## [Supplied records]
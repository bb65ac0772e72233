use dotenvy::dotenv;
use serde::{Deserialize, Serialize};
use shared::error::{Error, Result};
use shared::types::METADATA_DIR;
use shared::utils::{home_dir, storage_dir};
use std::collections::HashMap;
use std::env;
use std::path::{Path, PathBuf};
use std::time::Duration;
use tracing::{debug, warn};

pub const CONFIG_FILE: &str = "config.json";
pub const DEFAULT_MAX_RECOVERY_ATTEMPTS: usize = 5;

/// Providers that refuse to run without an API key.
const KEYED_PROVIDERS: &[&str] = &["openai", "gemini", "claude"];

/// `provider:modelID` split into its parts.
#[derive(Debug, Clone, PartialEq, Eq)]
pub struct ModelSelection {
    pub provider: String,
    pub model_id: String,
}

/// Contents of `.mindshell/config.json`.
///
/// Field names match the on-disk JSON written by earlier releases.
#[derive(Debug, Clone, Default, PartialEq, Serialize, Deserialize)]
pub struct Config {
    #[serde(default)]
    pub model: String,
    #[serde(rename = "APIKeys", default)]
    pub api_keys: HashMap<String, String>,
    #[serde(rename = "isShellModeActive", default)]
    pub is_shell_mode_active: bool,
    #[serde(rename = "ProjectPath", default, skip_serializing_if = "Option::is_none")]
    pub project_path: Option<String>,
    #[serde(rename = "maxRecoveryAttempts", default, skip_serializing_if = "Option::is_none")]
    pub max_recovery_attempts: Option<usize>,
    #[serde(rename = "streamTimeoutSecs", default, skip_serializing_if = "Option::is_none")]
    pub stream_timeout_secs: Option<u64>,
}

impl Config {
    pub fn path_in(dir: &Path) -> PathBuf {
        dir.join(CONFIG_FILE)
    }

    /// Read `config.json` from `dir`. A missing file is `Ok(None)`.
    pub fn load_from(dir: &Path) -> Result<Option<Self>> {
        let path = Self::path_in(dir);
        if !path.exists() {
            return Ok(None);
        }
        let content = std::fs::read_to_string(&path)?;
        let config = serde_json::from_str(&content)
            .map_err(|e| Error::Configuration(format!("{}: {}", path.display(), e)))?;
        Ok(Some(config))
    }

    pub fn save_to(&self, dir: &Path) -> Result<()> {
        std::fs::create_dir_all(dir)?;
        std::fs::write(Self::path_in(dir), serde_json::to_string_pretty(self)?)?;
        Ok(())
    }

    /// Project config if present, then the global one, then defaults; `.env`
    /// and environment variables are applied on top.
    pub fn load() -> Self {
        if let Err(err) = dotenv() {
            debug!("No .env loaded: {}", err);
        }

        let candidates = [storage_dir(), home_dir().join(METADATA_DIR)];
        let mut config = Self::default();
        for dir in candidates.iter() {
            match Self::load_from(dir) {
                Ok(Some(found)) => {
                    debug!("Loaded config from {}", dir.display());
                    config = found;
                    break;
                }
                Ok(None) => continue,
                Err(e) => warn!("Failed to load config from {}: {}", dir.display(), e),
            }
        }

        config.apply_env(|key| env::var(key).ok());
        config
    }

    pub fn apply_env<F>(&mut self, lookup: F)
    where
        F: Fn(&str) -> Option<String>,
    {
        if let Some(model) = lookup("MINDSHELL_MODEL").filter(|m| !m.is_empty()) {
            self.model = model;
        }
        for (var, provider) in [("OPENAI_API_KEY", "openai"), ("GEMINI_API_KEY", "gemini")] {
            if let Some(key) = lookup(var).filter(|k| !k.is_empty()) {
                self.api_keys.entry(provider.to_string()).or_insert(key);
            }
        }
    }

    pub fn model_selection(&self) -> Option<ModelSelection> {
        if self.model.is_empty() {
            return None;
        }
        let (provider, model_id) = match self.model.split_once(':') {
            Some((provider, id)) if !id.is_empty() => (provider, id),
            Some((provider, _)) => (provider, self.model.as_str()),
            None => (self.model.as_str(), self.model.as_str()),
        };
        Some(ModelSelection {
            provider: provider.to_string(),
            model_id: model_id.to_string(),
        })
    }

    pub fn api_key(&self, provider: &str) -> Option<&str> {
        self.api_keys
            .get(provider)
            .map(String::as_str)
            .filter(|key| !key.is_empty())
    }

    pub fn is_valid(&self) -> bool {
        match self.model_selection() {
            None => false,
            Some(selection) if KEYED_PROVIDERS.contains(&selection.provider.as_str()) => {
                self.api_key(&selection.provider).is_some()
            }
            Some(_) => true,
        }
    }

    pub fn max_recovery_attempts(&self) -> usize {
        self.max_recovery_attempts
            .unwrap_or(DEFAULT_MAX_RECOVERY_ATTEMPTS)
    }

    pub fn stream_timeout(&self) -> Option<Duration> {
        self.stream_timeout_secs.map(Duration::from_secs)
    }
}
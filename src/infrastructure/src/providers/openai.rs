use async_trait::async_trait;
use domain::services::LlmProvider;
use reqwest::{Client, ClientBuilder};
use serde::{Deserialize, Serialize};
use shared::error::{Error, Result};
use std::time::Duration;
use tracing::debug;

const DEFAULT_BASE_URL: &str = "https://api.openai.com";

#[derive(Serialize)]
struct Message<'a> {
    role: &'a str,
    content: &'a str,
}

#[derive(Serialize)]
struct ChatRequest<'a> {
    model: &'a str,
    messages: Vec<Message<'a>>,
}

#[derive(Deserialize)]
struct ChatResponse {
    #[serde(default)]
    choices: Vec<Choice>,
}

#[derive(Deserialize)]
struct Choice {
    message: ChoiceMessage,
}

#[derive(Deserialize)]
struct ChoiceMessage {
    content: Option<String>,
}

/// Chat Completions client.
#[derive(Clone)]
pub struct OpenAiClient {
    client: Client,
    base_url: String,
}

impl OpenAiClient {
    pub fn new() -> Result<Self> {
        Self::with_base_url(DEFAULT_BASE_URL)
    }

    pub fn with_base_url(base_url: impl Into<String>) -> Result<Self> {
        let client = ClientBuilder::new()
            .timeout(Duration::from_secs(120))
            .build()?;
        Ok(Self {
            client,
            base_url: base_url.into().trim_end_matches('/').to_string(),
        })
    }
}

#[async_trait]
impl LlmProvider for OpenAiClient {
    async fn generate(
        &self,
        prompt: &str,
        system_prompt: &str,
        model_id: &str,
        api_key: Option<&str>,
    ) -> Result<String> {
        let api_key = api_key
            .filter(|key| !key.is_empty())
            .ok_or_else(|| Error::Provider("OpenAI API key is not set".to_string()))?;

        let request = ChatRequest {
            model: model_id,
            messages: vec![
                Message {
                    role: "system",
                    content: system_prompt,
                },
                Message {
                    role: "user",
                    content: prompt,
                },
            ],
        };

        debug!("OpenAI request: model={}", model_id);
        let response = self
            .client
            .post(format!("{}/v1/chat/completions", self.base_url))
            .bearer_auth(api_key)
            .json(&request)
            .send()
            .await?;
        let status = response.status();
        if !status.is_success() {
            let body = response.text().await.unwrap_or_default();
            return Err(Error::Http(format!("OpenAI API error ({}): {}", status, body)));
        }

        let parsed: ChatResponse = response.json().await?;
        Ok(parsed
            .choices
            .into_iter()
            .next()
            .and_then(|choice| choice.message.content)
            .unwrap_or_else(|| "No response from OpenAI".to_string()))
    }
}
pub async fn detect_project(root: &Path) -> ProjectInfo {
    let mut project = ProjectInfo {
        project_type: "unknown".to_string(),
        ..Default::default()
    };

    let files = match list_entries(root).await {
        Ok(files) => files,
        Err(err) => {
            project.error = Some(err.to_string());
            return project;
        }
    };
    let file_set: HashSet<&str> = files.iter().map(String::as_str).collect();

    project.package_manager = [
        ("pnpm-lock.yaml", "pnpm"),
        ("yarn.lock", "yarn"),
        ("package-lock.json", "npm"),
        ("bun.lockb", "bun"),
    ]
    .iter()
    .find(|(lockfile, _)| file_set.contains(lockfile))
    .map(|(_, manager)| manager.to_string());

    let package_json = if file_set.contains("package.json") {
        read_package_json(root).await
    } else {
        None
    };

    if file_set.contains("package.json") {
        push_unique(&mut project.languages, "JavaScript");
        if let Some(pkg) = &package_json {
            let has_dep = |name: &str| {
                ["dependencies", "devDependencies"]
                    .iter()
                    .any(|section| pkg.get(section).and_then(|deps| deps.get(name)).is_some())
            };
            if has_dep("typescript") {
                push_unique(&mut project.languages, "TypeScript");
            }
            for (dep, framework) in PACKAGE_JSON_FRAMEWORKS {
                if has_dep(dep) {
                    push_unique(&mut project.frameworks, framework);
                }
            }
        }
    }

    for rule in RULES {
        if !rule.files.iter().any(|file| file_set.contains(file)) {
            continue;
        }
        if let Some(language) = rule.language {
            push_unique(&mut project.languages, language);
        }
        if let Some(framework) = rule.framework {
            push_unique(&mut project.frameworks, framework);
        }
        if let Some(build_tool) = rule.build_tool {
            project.build_tool = Some(build_tool.to_string());
        }
    }
    if root.join("src").join("main.rs").is_file() {
        push_unique(&mut project.languages, "Rust");
    }

    project.has_docker = ["Dockerfile", "docker-compose.yml", "docker-compose.yaml"]
        .iter()
        .any(|file| file_set.contains(file));
    project.has_ci = [
        ".github",
        ".gitlab-ci.yml",
        ".travis.yml",
        "jenkins",
        ".circleci",
        "azure-pipelines.yml",
    ]
    .iter()
    .any(|file| file_set.contains(file));
    project.has_tests = files.iter().any(|file| {
        file.contains("test")
            || file.contains("spec")
            || file.contains("__tests__")
            || TEST_CONFIGS.contains(&file.as_str())
    });

    let has_language = |name: &str| project.languages.iter().any(|l| l == name);
    project.project_type = if !project.frameworks.is_empty() {
        "web-application".to_string()
    } else if has_language("Go") || has_language("Rust") {
        "system-application".to_string()
    } else if has_language("Python") {
        "script/application".to_string()
    } else if file_set.contains("package.json") {
        match &package_json {
            Some(pkg) if pkg.get("main").is_some() || pkg.get("bin").is_some() => {
                "library/cli".to_string()
            }
            _ => "application".to_string(),
        }
    } else {
        "unknown".to_string()
    };

    project
}

async fn read_package_json(root: &Path) -> Option<serde_json::Value> {
    let text = tokio::fs::read_to_string(root.join("package.json")).await.ok()?;
    serde_json::from_str(&text).ok()
}

pub fn location_info(path: &Path) -> LocationInfo {
    let text = path.display().to_string();
    let lower = text.to_lowercase();
    let context = if lower.contains("projects")
        || lower.contains("workspace")
        || lower.contains("dev")
    {
        Some(LocationKind::Development)
    } else if lower.contains("desktop") {
        Some(LocationKind::Desktop)
    } else if lower.contains("documents") {
        Some(LocationKind::Documents)
    } else {
        None
    };

    let file_name = |p: Option<&Path>| {
        p.and_then(Path::file_name)
            .map(|name| name.to_string_lossy().into_owned())
            .unwrap_or_default()
    };

    LocationInfo {
        name: file_name(Some(path)),
        parent: file_name(path.parent()),
        depth: path.components().count().saturating_sub(1),
        path: text,
        context,
    }
}

async fn run_quiet(command: &mut Command, limit: Duration) -> Option<Output> {
    command
        .stdin(Stdio::null())
        .stdout(Stdio::piped())
        .stderr(Stdio::null())
        .kill_on_drop(true);
    match tokio::time::timeout(limit, command.output()).await {
        Ok(Ok(output)) => Some(output),
        _ => None,
    }
}

async fn git(root: &Path, args: &[&str]) -> Option<Output> {
    run_quiet(Command::new("git").args(args).current_dir(root), GIT_TIMEOUT).await
}

pub async fn git_info(root: &Path) -> GitInfo {
    let mut info = GitInfo::default();

    match git(root, &["rev-parse", "--is-inside-work-tree"]).await {
        Some(out) if out.status.success() => info.is_repo = true,
        _ => return info,
    }

    let text = |out: Output| String::from_utf8_lossy(&out.stdout).trim().to_string();

    info.branch = git(root, &["branch", "--show-current"])
        .await
        .filter(|out| out.status.success())
        .map(text);
    info.has_changes = git(root, &["diff", "--quiet"])
        .await
        .map(|out| !out.status.success());
    info.has_untracked = git(root, &["ls-files", "--others", "--exclude-standard"])
        .await
        .filter(|out| out.status.success())
        .map(|out| !text(out).is_empty());
    info.last_commit = git(root, &["log", "-1", "--pretty=format:%h %s"])
        .await
        .filter(|out| out.status.success())
        .map(text)
        .filter(|commit| !commit.is_empty());

    info
}

const IMPORTANT_PATTERNS: &[&str] = &[
    "readme",
    "license",
    "changelog",
    ".env",
    ".gitignore",
    "dockerfile",
    "docker-compose",
    "makefile",
    "justfile",
    "taskfile",
];

pub async fn file_system_context(root: &Path) -> FileSystemContext {
    let mut context = FileSystemContext::default();
    let mut dir = match tokio::fs::read_dir(root).await {
        Ok(dir) => dir,
        Err(err) => {
            context.error = Some(err.to_string());
            return context;
        }
    };

    loop {
        let entry = match dir.next_entry().await {
            Ok(Some(entry)) => entry,
            Ok(None) => break,
            Err(err) => {
                context.error = Some(err.to_string());
                break;
            }
        };
        let name = entry.file_name().to_string_lossy().into_owned();
        let Ok(file_type) = entry.file_type().await else {
            continue;
        };
        if file_type.is_dir() {
            if !name.starts_with('.') && name != "node_modules" {
                context.directories.push(name);
            }
        } else if file_type.is_file() {
            context.file_count += 1;
            let lower = name.to_lowercase();
            if IMPORTANT_PATTERNS.iter().any(|pattern| lower.contains(pattern)) {
                context.important_files.push(name);
            }
        }
    }
    context.directories.sort();
    context.important_files.sort();
    context
}

/// Digest over the manifest allow-list and the top-level listing.
///
/// An unreadable root yields a time-salted digest that will not match any
/// stored entry.
pub async fn project_hash(root: &Path) -> String {
    let mut hasher = md5::Context::new();

    for file in MANIFEST_FILES {
        if let Ok(content) = tokio::fs::read_to_string(root.join(file)).await {
            hasher.consume(format!("{}:{}", file, content).as_bytes());
        }
    }

    match list_entries(root).await {
        Ok(entries) => hasher.consume(entries.join(",").as_bytes()),
        Err(err) => {
            debug!("Cannot list {} for hashing: {}", root.display(), err);
            hasher.consume(
                chrono::Utc::now()
                    .timestamp_nanos_opt()
                    .unwrap_or_default()
                    .to_string()
                    .as_bytes(),
            );
        }
    }

    format!("{:x}", hasher.compute())
}
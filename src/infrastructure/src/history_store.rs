use async_trait::async_trait;
use domain::models::CommandOutput;
use domain::services::HistoryLog;
use serde::de::DeserializeOwned;
use serde::Serialize;
use shared::error::Result;
use shared::utils::storage_dir;
use std::path::{Path, PathBuf};
use tracing::debug;

pub const HISTORY_FILE: &str = "history.json";
pub const COMMAND_HISTORY_FILE: &str = "commandhistory.json";
pub const ASK_HISTORY_FILE: &str = "ask-history.json";

pub const HISTORY_LIMIT: usize = 30;
pub const INPUT_HISTORY_LIMIT: usize = 100;

/// JSON-file histories kept in the metadata directory: the interaction log
/// plus the recall lists for typed commands and questions.
///
/// Unreadable or malformed files load as empty. Every append rewrites the
/// whole file trimmed to its cap.
#[derive(Debug, Clone)]
pub struct HistoryStore {
    dir: PathBuf,
}

impl HistoryStore {
    pub fn new(dir: impl Into<PathBuf>) -> Self {
        Self { dir: dir.into() }
    }

    /// Nearest project `.mindshell` directory, else the one in `$HOME`.
    pub fn discover() -> Self {
        Self::new(storage_dir())
    }

    pub fn dir(&self) -> &Path {
        &self.dir
    }

    pub async fn load_history(&self) -> Vec<CommandOutput> {
        self.read_list(HISTORY_FILE).await
    }

    pub async fn append_record(&self, record: CommandOutput) -> Result<()> {
        let mut history = self.load_history().await;
        history.push(record);
        self.write_list(HISTORY_FILE, &history, HISTORY_LIMIT).await
    }

    pub async fn clear_history(&self) -> Result<()> {
        self.write_list::<CommandOutput>(HISTORY_FILE, &[], HISTORY_LIMIT)
            .await
    }

    pub async fn load_commands(&self) -> Vec<String> {
        self.read_list(COMMAND_HISTORY_FILE).await
    }

    pub async fn push_command(&self, command: &str) -> Result<()> {
        self.push_line(COMMAND_HISTORY_FILE, command).await
    }

    pub async fn load_asks(&self) -> Vec<String> {
        self.read_list(ASK_HISTORY_FILE).await
    }

    pub async fn push_ask(&self, question: &str) -> Result<()> {
        self.push_line(ASK_HISTORY_FILE, question).await
    }

    async fn push_line(&self, file: &str, line: &str) -> Result<()> {
        let mut lines: Vec<String> = self.read_list(file).await;
        lines.push(line.to_string());
        self.write_list(file, &lines, INPUT_HISTORY_LIMIT).await
    }

    async fn read_list<T: DeserializeOwned>(&self, file: &str) -> Vec<T> {
        let path = self.dir.join(file);
        let text = match tokio::fs::read_to_string(&path).await {
            Ok(text) => text,
            Err(_) => return Vec::new(),
        };
        serde_json::from_str(&text).unwrap_or_else(|err| {
            debug!("Ignoring malformed {}: {}", path.display(), err);
            Vec::new()
        })
    }

    async fn write_list<T: Serialize>(&self, file: &str, items: &[T], cap: usize) -> Result<()> {
        tokio::fs::create_dir_all(&self.dir).await?;
        let start = items.len().saturating_sub(cap);
        let json = serde_json::to_string_pretty(&items[start..])?;
        tokio::fs::write(self.dir.join(file), json).await?;
        Ok(())
    }
}

#[async_trait]
impl HistoryLog for HistoryStore {
    async fn append(&self, record: CommandOutput) -> Result<()> {
        self.append_record(record).await
    }

    async fn load(&self) -> Vec<CommandOutput> {
        self.load_history().await
    }
}
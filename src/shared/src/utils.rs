use crate::types::METADATA_DIR;
use std::path::{Path, PathBuf};

pub fn home_dir() -> PathBuf {
    std::env::var("HOME")
        .or_else(|_| std::env::var("USERPROFILE"))
        .map(PathBuf::from)
        .unwrap_or_else(|_| PathBuf::from("."))
}

/// Walk up from `start` looking for a `.mindshell` directory.
pub fn find_metadata_dir(start: &Path) -> Option<PathBuf> {
    let mut current = Some(start);
    while let Some(dir) = current {
        let candidate = dir.join(METADATA_DIR);
        if candidate.is_dir() {
            return Some(candidate);
        }
        current = dir.parent();
    }
    None
}

/// Project-local metadata directory if one exists above the working
/// directory, otherwise the global one under the home directory.
pub fn storage_dir() -> PathBuf {
    std::env::current_dir()
        .ok()
        .and_then(|cwd| find_metadata_dir(&cwd))
        .unwrap_or_else(|| home_dir().join(METADATA_DIR))
}

/// Truncate to at most `max` characters, appending an ellipsis when cut.
pub fn truncate_chars(text: &str, max: usize) -> String {
    if text.chars().count() <= max {
        return text.to_string();
    }
    let mut cut: String = text.chars().take(max).collect();
    cut.push_str("...");
    cut
}

/// Last path component of a shell path such as `/usr/bin/zsh`.
pub fn shell_basename(shell: &str) -> &str {
    shell
        .rsplit(['/', '\\'])
        .next()
        .filter(|name| !name.is_empty())
        .unwrap_or(shell)
}
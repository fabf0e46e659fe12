//! Configuration and CLI argument parsing for ssh-args

use clap::{Parser, ValueEnum};
use std::path::PathBuf;
use tracing_subscriber::EnvFilter;

use crate::error::{Result, SshArgsError};
use crate::ssh::{load_defaults, Arguments, Flag, Host, DEFAULT_PORT};

/// How the assembled arguments are printed
#[derive(ValueEnum, Debug, Clone, Copy, PartialEq, Eq, Default)]
pub enum OutputFormat {
    /// Single space-joined command-line fragment
    #[default]
    Cli,
    /// One argv token per line
    Tokens,
    /// JSON object with `flags` and `options`
    Json,
}

/// ssh-args CLI Arguments
#[derive(Parser, Debug, Clone)]
#[command(name = "ssh-args")]
#[command(version)]
#[command(about = "Build SSH client flags, -o options and multiplexing control paths")]
pub struct Args {
    /// Host to derive the multiplexing control path for
    #[arg(long, env = "SSH_ARGS_HOST")]
    pub host: Option<String>,

    /// SSH port
    #[arg(long, default_value = "22", env = "SSH_ARGS_PORT")]
    pub port: u16,

    /// Flag to pass, either bare (`-A`) or with a value (`-p=2222`). Repeatable.
    #[arg(long = "flag", value_name = "NAME[=VALUE]", allow_hyphen_values = true)]
    pub flags: Vec<String>,

    /// `-o` option to pass as KEY=VALUE. Repeatable.
    #[arg(long = "option", value_name = "KEY=VALUE")]
    pub options: Vec<String>,

    /// Add ControlMaster/ControlPersist/ControlPath defaults for --host
    #[arg(long, default_value = "false", env = "SSH_ARGS_MULTIPLEXING")]
    pub multiplexing: bool,

    /// JSON file with default flags and options, overridden by the command line
    #[arg(long, env = "SSH_ARGS_DEFAULTS")]
    pub defaults: Option<PathBuf>,

    /// Output format
    #[arg(long, value_enum, default_value_t = OutputFormat::Cli)]
    pub format: OutputFormat,

    /// Log debug output to stderr
    #[arg(short, long)]
    pub verbose: bool,
}

/// Parsed and validated configuration
#[derive(Debug, Clone, Default)]
pub struct Config {
    /// Target host, if one was given
    pub host: Option<Host>,

    /// Flags from the command line, in order
    pub flags: Vec<Flag>,

    /// Options from the command line, in order
    pub options: Vec<(String, String)>,

    /// Whether to apply multiplexing defaults
    pub multiplexing: bool,

    /// Path to a defaults file
    pub defaults: Option<PathBuf>,

    /// Output format
    pub format: OutputFormat,

    /// Debug logging
    pub verbose: bool,
}

impl Config {
    /// Create Config from CLI Args
    pub fn from_args(args: Args) -> Result<Self> {
        let mut errors = Vec::new();

        let host = match args.host {
            Some(ref h) if h.trim().is_empty() => {
                errors.push("--host cannot be empty".to_string());
                None
            }
            Some(h) => Some(Host::new(h).with_port(args.port)),
            None => None,
        };

        if args.multiplexing && host.is_none() {
            errors.push("--multiplexing requires --host".to_string());
        }

        let mut flags = Vec::with_capacity(args.flags.len());
        for raw in &args.flags {
            match parse_flag(raw) {
                Ok(flag) => flags.push(flag),
                Err(e) => errors.push(e.to_string()),
            }
        }

        let mut options = Vec::with_capacity(args.options.len());
        for raw in &args.options {
            match parse_option(raw) {
                Ok(option) => options.push(option),
                Err(e) => errors.push(e.to_string()),
            }
        }

        if !errors.is_empty() {
            return Err(SshArgsError::Config(format!(
                "Configuration error:\n{}",
                errors.join("\n")
            )));
        }

        Ok(Config {
            host,
            flags,
            options,
            multiplexing: args.multiplexing,
            defaults: args.defaults,
            format: args.format,
            verbose: args.verbose,
        })
    }

    /// Assemble the argument set: command line over defaults file over
    /// multiplexing defaults.
    pub fn build_arguments(&self) -> Result<Arguments> {
        let mut arguments = Arguments::new()
            .with_flags(self.flags.iter().cloned())
            .with_options(self.options.iter().cloned());

        if let Some(ref path) = self.defaults {
            arguments = arguments.with_defaults(&load_defaults(path)?);
        }

        if self.multiplexing {
            let host = self
                .host
                .as_ref()
                .ok_or_else(|| SshArgsError::config("--multiplexing requires --host"))?;
            arguments = arguments.with_multiplexing(host)?;
        }

        Ok(arguments)
    }
}

/// Log filter for the stderr subscriber
///
/// `--verbose` forces `debug`. Otherwise `RUST_LOG` is honoured, falling back
/// to `warn`.
pub fn log_filter(verbose: bool) -> EnvFilter {
    if verbose {
        return EnvFilter::new("debug");
    }

    EnvFilter::try_from_default_env().unwrap_or_else(|_| EnvFilter::new("warn"))
}

/// Parse a `--flag` value
///
/// - `-A` → boolean flag
/// - `-p=2222` → value flag `-p` with value `2222`
pub fn parse_flag(raw: &str) -> Result<Flag> {
    let raw = raw.trim();
    match raw.split_once('=') {
        Some((name, _)) if name.is_empty() => Err(SshArgsError::config(format!(
            "Flag name cannot be empty: '{}'",
            raw
        ))),
        Some((name, value)) => Ok(Flag::value(name, value)),
        None if raw.is_empty() => Err(SshArgsError::config("Flag cannot be empty")),
        None => Ok(Flag::bool(raw)),
    }
}

/// Parse an `--option` value of the form `KEY=VALUE`
pub fn parse_option(raw: &str) -> Result<(String, String)> {
    match raw.split_once('=') {
        Some((key, value)) if !key.trim().is_empty() => {
            Ok((key.trim().to_string(), value.to_string()))
        }
        _ => Err(SshArgsError::config(format!(
            "Option must be KEY=VALUE: '{}'",
            raw
        ))),
    }
}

## [Activity]
Using the data above, extract exactly the lines from the one that holds "let mut dir" to the one that holds "let entry = match", both ends included, and no others.

## [Output below]
    let mut dir = match tokio::fs::read_dir(root).await {
        Ok(dir) => dir,
        Err(err) => {
            context.error = Some(err.to_string());
            return context;
        }
    };

    loop {
        let entry = match dir.next_entry().await {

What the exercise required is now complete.